● Problem details
What lines of the data include the string "open"? Copy them all.

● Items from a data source

● ● ● ●

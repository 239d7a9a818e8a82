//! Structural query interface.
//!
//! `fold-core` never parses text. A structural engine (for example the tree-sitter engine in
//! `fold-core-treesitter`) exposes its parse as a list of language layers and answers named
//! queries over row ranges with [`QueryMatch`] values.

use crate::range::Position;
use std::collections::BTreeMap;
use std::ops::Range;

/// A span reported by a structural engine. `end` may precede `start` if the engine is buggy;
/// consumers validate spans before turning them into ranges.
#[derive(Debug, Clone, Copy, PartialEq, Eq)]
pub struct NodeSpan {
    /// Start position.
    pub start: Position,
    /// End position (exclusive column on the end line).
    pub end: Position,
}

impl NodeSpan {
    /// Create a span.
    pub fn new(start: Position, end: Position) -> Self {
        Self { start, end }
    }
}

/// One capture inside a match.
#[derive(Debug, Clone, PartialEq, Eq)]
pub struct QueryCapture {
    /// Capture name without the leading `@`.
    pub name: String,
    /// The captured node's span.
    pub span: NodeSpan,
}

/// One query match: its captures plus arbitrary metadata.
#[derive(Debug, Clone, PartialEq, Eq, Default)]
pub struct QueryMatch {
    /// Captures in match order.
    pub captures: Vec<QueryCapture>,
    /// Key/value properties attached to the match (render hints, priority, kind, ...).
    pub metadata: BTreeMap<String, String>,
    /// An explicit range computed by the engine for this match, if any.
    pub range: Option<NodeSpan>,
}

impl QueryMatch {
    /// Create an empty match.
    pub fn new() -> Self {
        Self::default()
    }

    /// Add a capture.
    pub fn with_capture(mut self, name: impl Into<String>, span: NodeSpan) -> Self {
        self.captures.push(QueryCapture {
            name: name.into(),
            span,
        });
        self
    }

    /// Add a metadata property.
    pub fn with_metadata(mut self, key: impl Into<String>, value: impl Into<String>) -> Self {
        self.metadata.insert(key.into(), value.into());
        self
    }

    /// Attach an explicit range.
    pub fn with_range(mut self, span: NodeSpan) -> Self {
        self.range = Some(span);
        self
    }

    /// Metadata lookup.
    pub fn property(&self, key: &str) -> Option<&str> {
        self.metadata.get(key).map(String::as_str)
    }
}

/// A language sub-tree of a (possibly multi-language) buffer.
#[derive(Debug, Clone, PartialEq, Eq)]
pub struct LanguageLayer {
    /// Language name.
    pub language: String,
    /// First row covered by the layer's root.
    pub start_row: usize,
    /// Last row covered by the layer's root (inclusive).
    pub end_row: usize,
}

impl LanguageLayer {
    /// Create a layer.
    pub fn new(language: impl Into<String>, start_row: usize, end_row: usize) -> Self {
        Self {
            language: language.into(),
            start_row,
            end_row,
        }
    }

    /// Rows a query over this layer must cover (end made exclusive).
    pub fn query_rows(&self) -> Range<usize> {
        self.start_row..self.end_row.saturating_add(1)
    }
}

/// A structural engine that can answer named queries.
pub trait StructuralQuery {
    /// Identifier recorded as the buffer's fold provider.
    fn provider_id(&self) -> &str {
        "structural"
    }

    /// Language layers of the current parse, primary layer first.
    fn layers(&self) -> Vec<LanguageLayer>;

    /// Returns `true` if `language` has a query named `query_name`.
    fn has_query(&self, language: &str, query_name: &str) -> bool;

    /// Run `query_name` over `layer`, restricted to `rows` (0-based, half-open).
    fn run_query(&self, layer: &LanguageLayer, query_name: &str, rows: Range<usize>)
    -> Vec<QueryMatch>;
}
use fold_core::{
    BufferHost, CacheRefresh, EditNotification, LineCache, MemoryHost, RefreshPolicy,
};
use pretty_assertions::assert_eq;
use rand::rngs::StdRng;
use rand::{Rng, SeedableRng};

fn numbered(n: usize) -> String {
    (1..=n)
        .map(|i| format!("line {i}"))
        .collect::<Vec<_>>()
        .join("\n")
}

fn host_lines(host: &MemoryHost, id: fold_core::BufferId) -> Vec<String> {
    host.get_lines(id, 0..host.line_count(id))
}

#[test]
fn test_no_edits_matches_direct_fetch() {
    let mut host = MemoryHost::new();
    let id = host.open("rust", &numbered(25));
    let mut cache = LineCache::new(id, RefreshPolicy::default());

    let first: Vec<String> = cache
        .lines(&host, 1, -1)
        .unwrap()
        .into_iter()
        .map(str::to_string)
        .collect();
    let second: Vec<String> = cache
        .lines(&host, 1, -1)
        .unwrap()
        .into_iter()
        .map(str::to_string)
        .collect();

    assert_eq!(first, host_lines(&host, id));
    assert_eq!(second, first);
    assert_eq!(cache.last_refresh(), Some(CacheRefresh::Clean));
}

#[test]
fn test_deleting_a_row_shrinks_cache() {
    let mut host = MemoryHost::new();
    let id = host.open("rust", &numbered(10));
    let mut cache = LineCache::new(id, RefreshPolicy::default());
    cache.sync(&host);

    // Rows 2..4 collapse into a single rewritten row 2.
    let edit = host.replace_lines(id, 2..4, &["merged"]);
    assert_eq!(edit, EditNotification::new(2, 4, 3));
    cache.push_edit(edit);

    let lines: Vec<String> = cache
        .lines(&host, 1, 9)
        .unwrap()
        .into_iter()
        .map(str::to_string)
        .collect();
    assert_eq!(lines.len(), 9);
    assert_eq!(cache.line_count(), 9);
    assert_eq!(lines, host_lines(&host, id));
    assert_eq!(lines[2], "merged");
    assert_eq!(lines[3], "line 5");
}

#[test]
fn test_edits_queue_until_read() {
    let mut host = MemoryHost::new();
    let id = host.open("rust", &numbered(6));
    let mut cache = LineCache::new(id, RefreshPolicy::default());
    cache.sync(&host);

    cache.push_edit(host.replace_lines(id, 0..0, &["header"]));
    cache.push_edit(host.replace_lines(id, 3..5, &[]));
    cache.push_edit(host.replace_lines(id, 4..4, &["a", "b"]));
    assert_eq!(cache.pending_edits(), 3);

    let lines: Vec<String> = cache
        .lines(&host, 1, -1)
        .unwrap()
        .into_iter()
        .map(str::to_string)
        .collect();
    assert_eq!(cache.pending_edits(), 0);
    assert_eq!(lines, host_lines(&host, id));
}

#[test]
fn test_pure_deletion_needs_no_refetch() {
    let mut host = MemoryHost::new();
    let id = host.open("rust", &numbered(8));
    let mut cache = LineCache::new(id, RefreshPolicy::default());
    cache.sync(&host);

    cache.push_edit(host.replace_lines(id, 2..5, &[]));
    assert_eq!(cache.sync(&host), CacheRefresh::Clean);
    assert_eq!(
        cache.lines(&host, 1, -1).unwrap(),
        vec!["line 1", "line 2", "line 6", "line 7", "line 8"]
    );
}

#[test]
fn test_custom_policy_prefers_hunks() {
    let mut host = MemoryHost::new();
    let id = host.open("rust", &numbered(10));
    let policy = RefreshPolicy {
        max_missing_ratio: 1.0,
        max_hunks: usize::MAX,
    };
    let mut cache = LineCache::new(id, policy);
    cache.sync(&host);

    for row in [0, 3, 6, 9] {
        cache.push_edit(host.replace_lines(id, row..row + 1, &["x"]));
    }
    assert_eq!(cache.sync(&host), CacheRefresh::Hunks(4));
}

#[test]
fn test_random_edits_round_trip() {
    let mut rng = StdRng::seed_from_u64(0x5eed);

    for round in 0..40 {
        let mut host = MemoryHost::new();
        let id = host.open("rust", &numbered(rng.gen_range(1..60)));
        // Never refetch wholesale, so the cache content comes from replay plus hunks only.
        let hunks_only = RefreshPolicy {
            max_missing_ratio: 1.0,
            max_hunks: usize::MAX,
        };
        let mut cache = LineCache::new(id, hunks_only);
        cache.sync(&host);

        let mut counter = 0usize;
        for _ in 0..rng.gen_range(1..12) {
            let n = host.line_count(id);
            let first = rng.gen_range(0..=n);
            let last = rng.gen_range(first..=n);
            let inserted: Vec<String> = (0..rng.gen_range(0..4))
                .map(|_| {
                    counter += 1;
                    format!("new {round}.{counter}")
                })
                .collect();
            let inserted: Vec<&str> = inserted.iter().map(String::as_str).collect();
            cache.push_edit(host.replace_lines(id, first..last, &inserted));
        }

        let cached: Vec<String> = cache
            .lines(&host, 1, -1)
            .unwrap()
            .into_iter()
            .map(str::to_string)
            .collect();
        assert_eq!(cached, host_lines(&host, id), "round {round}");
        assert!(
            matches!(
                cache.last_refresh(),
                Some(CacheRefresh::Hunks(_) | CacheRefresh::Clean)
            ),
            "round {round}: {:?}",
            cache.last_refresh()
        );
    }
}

● ● ● ●

● Exercise response
    /// Run `query_name` over `layer`, restricted to `rows` (0-based, half-open).
    let id = host.open("rust", &numbered(25));
    let id = host.open("rust", &numbered(10));
    let id = host.open("rust", &numbered(6));
    let id = host.open("rust", &numbered(8));
    let id = host.open("rust", &numbered(10));
        let id = host.open("rust", &numbered(rng.gen_range(1..60)));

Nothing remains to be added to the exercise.